Katie Hayward

Personal information
- Born: 23 July 2000 (age 25)

Sport
- Country: Australia
- Event: Racewalking

Medal record
Women's racewalking
Representing Australia
Summer Universiade
| Gold medal – first place | 2019 Naples | 20 km walk |
Oceania Athletics Championships
| Silver medal – second place | 2019 Townsville | 10,000 m walk |
| Bronze medal – third place | 2022 Mackay | 10,000 m walk |

= Katie Hayward =

Australian racewalker (born 2000)

Katie Hayward (born 23 July 2000) is an Australian racewalker. She represented Australia at the 2019 World Athletics Championships held in Doha, Qatar and also at the 2020 Summer Olympics held in Tokyo, Japan. At the 2020 Olympics, she came 37th in the women's 20 km walk final with a time of 1:38.11, just on 9 minutes behind the eventual winner Antonella Palmisano.

== Early years ==
Hayward joined Gold Coast Little Athletics at the age of 10. She was always very active and did a range of sports, including nippers, surf lifesaving, dancing, soccer and touch football. At Little Athletics she participated in a walking race and won. As she got older Hayward regularly broke high quality national records, particularly the U18 5000m and U20 10,000m.
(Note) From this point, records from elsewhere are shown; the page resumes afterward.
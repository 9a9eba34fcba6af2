//! Handler resolution and invocation.
//!
//! Handler locations are data: a route carries a dotted reference string
//! (`"<module-path>.<callable-name>"`), and the embedding runtime supplies
//! the dynamic-load mechanism behind the [`HandlerProvider`] seam.
//! [`HandlerResolver`] pays the load cost at most once per distinct
//! reference and isolates every invocation fault behind an opaque 500.

use std::collections::HashMap;
use std::sync::Arc;
use std::time::Duration;

use tokio::sync::RwLock;
use tracing::{debug, error, info, warn};

use crate::function::event::{InvocationEvent, InvocationResult};
use crate::function::handler::{Handler, HandlerContext, HandlerError};

/// A parsed handler reference.
#[derive(Debug, Clone, PartialEq, Eq)]
pub struct HandlerReference {
    pub module_path: String,
    pub name: String,
}

impl HandlerReference {
    /// Split `"<module-path>.<callable-name>"` on the last dot.
    pub fn parse(reference: &str) -> Result<Self, HandlerError> {
        let (module_path, name) = reference.rsplit_once('.').ok_or_else(|| {
            HandlerError::new(format!(
                "handler reference '{reference}' is not in <module-path>.<callable-name> form"
            ))
        })?;
        if module_path.is_empty() || name.is_empty() {
            return Err(HandlerError::new(format!(
                "handler reference '{reference}' has an empty module path or callable name"
            )));
        }
        Ok(Self {
            module_path: module_path.to_string(),
            name: name.to_string(),
        })
    }
}

impl std::fmt::Display for HandlerReference {
    fn fmt(&self, f: &mut std::fmt::Formatter<'_>) -> std::fmt::Result {
        write!(f, "{}.{}", self.module_path, self.name)
    }
}

/// The host's dynamic-load mechanism: turn a parsed reference into a live
/// callable.
pub trait HandlerProvider: Send + Sync {
    fn load(&self, reference: &HandlerReference) -> Result<Arc<dyn Handler>, HandlerError>;
}

type HandlerFactory = Box<dyn Fn() -> Arc<dyn Handler> + Send + Sync>;

/// In-process provider: the host registers a factory per reference string.
#[derive(Default)]
pub struct HandlerRegistry {
    factories: std::sync::RwLock<HashMap<String, HandlerFactory>>,
}

impl HandlerRegistry {
    pub fn new() -> Self {
        Self::default()
    }

    /// Register a factory for a reference.
    pub fn register<F>(&self, reference: impl Into<String>, factory: F) -> Result<(), HandlerError>
    where
        F: Fn() -> Arc<dyn Handler> + Send + Sync + 'static,
    {
        let reference = reference.into();
        HandlerReference::parse(&reference)?;

        let mut factories = self
            .factories
            .write()
            .unwrap_or_else(|poisoned| poisoned.into_inner());
        if factories.contains_key(&reference) {
            return Err(HandlerError::new(format!(
                "handler '{reference}' is already registered"
            )));
        }
        factories.insert(reference.clone(), Box::new(factory));
        info!(%reference, "registered handler");
        Ok(())
    }

    /// Register an already constructed handler.
    pub fn register_handler(
        &self,
        reference: impl Into<String>,
        handler: Arc<dyn Handler>,
    ) -> Result<(), HandlerError> {
        self.register(reference, move || handler.clone())
    }
}

impl HandlerProvider for HandlerRegistry {
    fn load(&self, reference: &HandlerReference) -> Result<Arc<dyn Handler>, HandlerError> {
        let factories = self
            .factories
            .read()
            .unwrap_or_else(|poisoned| poisoned.into_inner());
        let factory = factories.get(&reference.to_string()).ok_or_else(|| {
            HandlerError::new(format!("handler '{reference}' is not registered"))
        })?;
        Ok(factory())
    }
}

/// Caching resolver and fault-isolating invoker.
pub struct HandlerResolver {
    provider: Arc<dyn HandlerProvider>,
    cache: RwLock<HashMap<String, Arc<dyn Handler>>>,
    env: HashMap<String, String>,
}

impl HandlerResolver {
    pub fn new(provider: Arc<dyn HandlerProvider>) -> Self {
        Self {
            provider,
            cache: RwLock::new(HashMap::new()),
            env: HashMap::new(),
        }
    }

    /// Environment variables propagated into every handler context.
    pub fn with_env(mut self, env: HashMap<String, String>) -> Self {
        self.env = env;
        self
    }

    /// Resolve a reference, caching the result.
    ///
    /// Resolution is a pure function of the reference string, so a race to
    /// resolve the same reference twice is harmless; the first entry written
    /// wins and later loads are discarded.
    pub async fn resolve(&self, reference: &str) -> Result<Arc<dyn Handler>, HandlerError> {
        if let Some(handler) = self.cache.read().await.get(reference) {
            return Ok(handler.clone());
        }

        let parsed = HandlerReference::parse(reference)?;
        let loaded = self.provider.load(&parsed)?;
        debug!(%reference, "resolved handler");

        let mut cache = self.cache.write().await;
        Ok(cache
            .entry(reference.to_string())
            .or_insert(loaded)
            .clone())
    }

    /// Invoke the handler behind `reference`.
    ///
    /// Never fails: faults, panics, and deadline overruns all collapse into
    /// the opaque 500 result so one bad request cannot take down the
    /// request-handling path for others.
    pub async fn invoke(
        &self,
        reference: &str,
        event: InvocationEvent,
        request_id: &str,
        deadline: Option<Duration>,
    ) -> InvocationResult {
        let handler = match self.resolve(reference).await {
            Ok(handler) => handler,
            Err(e) => {
                error!(%reference, request_id, error = %e, "handler resolution failed");
                return InvocationResult::internal_error();
            }
        };

        let ctx = HandlerContext {
            env: self.env.clone(),
            function_name: reference.to_string(),
            request_id: request_id.to_string(),
            deadline,
        };

        // The handler runs on its own task so a panic is contained as a
        // JoinError instead of unwinding through the connection task.
        let task = tokio::spawn(async move { handler.invoke(event, ctx).await });
        let abort = task.abort_handle();

        let joined = match deadline {
            Some(limit) => match tokio::time::timeout(limit, task).await {
                Ok(joined) => joined,
                Err(_) => {
                    warn!(%reference, request_id, ?limit, "handler timed out");
                    abort.abort();
                    return InvocationResult::internal_error();
                }
            },
            None => task.await,
        };

        match joined {
            Ok(Ok(result)) => result,
            Ok(Err(e)) => {
                error!(%reference, request_id, error = %e, "handler fault");
                InvocationResult::internal_error()
            }
            Err(e) => {
                error!(%reference, request_id, error = %e, "handler panicked");
                InvocationResult::internal_error()
            }
        }
    }
}
fn resolve_transform(
    name: &str,
    operand: TemplateNode,
    ctx: &ResolutionContext,
    include_stack: &mut Vec<String>,
) -> Result<TemplateNode, TemplateError> {
    let parameters = operand
        .get("Parameters")
        .and_then(TemplateNode::as_mapping)
        .ok_or_else(|| malformed(name, "operand must carry a Parameters map"))?;

    let location = parameters
        .get("Location")
        .and_then(TemplateNode::as_str)
        .ok_or_else(|| malformed(name, "Parameters.Location must be a string"))?;

    let mut overrides = IndexMap::new();
    for (key, value) in parameters {
        if key == "Location" {
            continue;
        }
        match value {
            TemplateNode::Scalar(s) => {
                overrides.insert(key.clone(), s.clone());
            }
            _ => return Err(malformed(name, "fragment parameters must be scalars")),
        }
    }

    let key = ctx.fragment_loader.canonical_key(location);
    if include_stack.contains(&key) {
        return Err(TemplateError::CyclicInclude(location.to_string()));
    }

    debug!(%location, depth = include_stack.len(), "including fragment");
    let fragment = ctx.fragment_loader.load(location)?;
    let child = ctx.child_with_parameters(overrides);

    include_stack.push(key);
    let resolved = resolve_node(&fragment, &child, include_stack);
    include_stack.pop();

    resolved
}

fn malformed(name: &str, reason: &str) -> TemplateError {
    TemplateError::MalformedIntrinsic {
        name: name.to_string(),
        reason: reason.to_string(),
    }
}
In May 2018, Hayward made her international debut in the under-20 race at the World Race Walking Cup in China. Unfortunately she was disqualified. After reviewing this performance Hayward and her coach changed her technique and at the World Juniors/U20s she came fifth. This was Australia's best place in the event for 10 years.

== Career ==

In June 2019, she won the silver medal in the women's 10,000 metres walk at the Oceania Athletics Championships held in Townsville, Australia. The following month, she won the gold medal in the women's 20 kilometres walk event at the Summer Universiade held in Naples, Italy. In the same year, she also competed in the women's 20 kilometres walk event at the World Athletics Championships held in Doha, Qatar.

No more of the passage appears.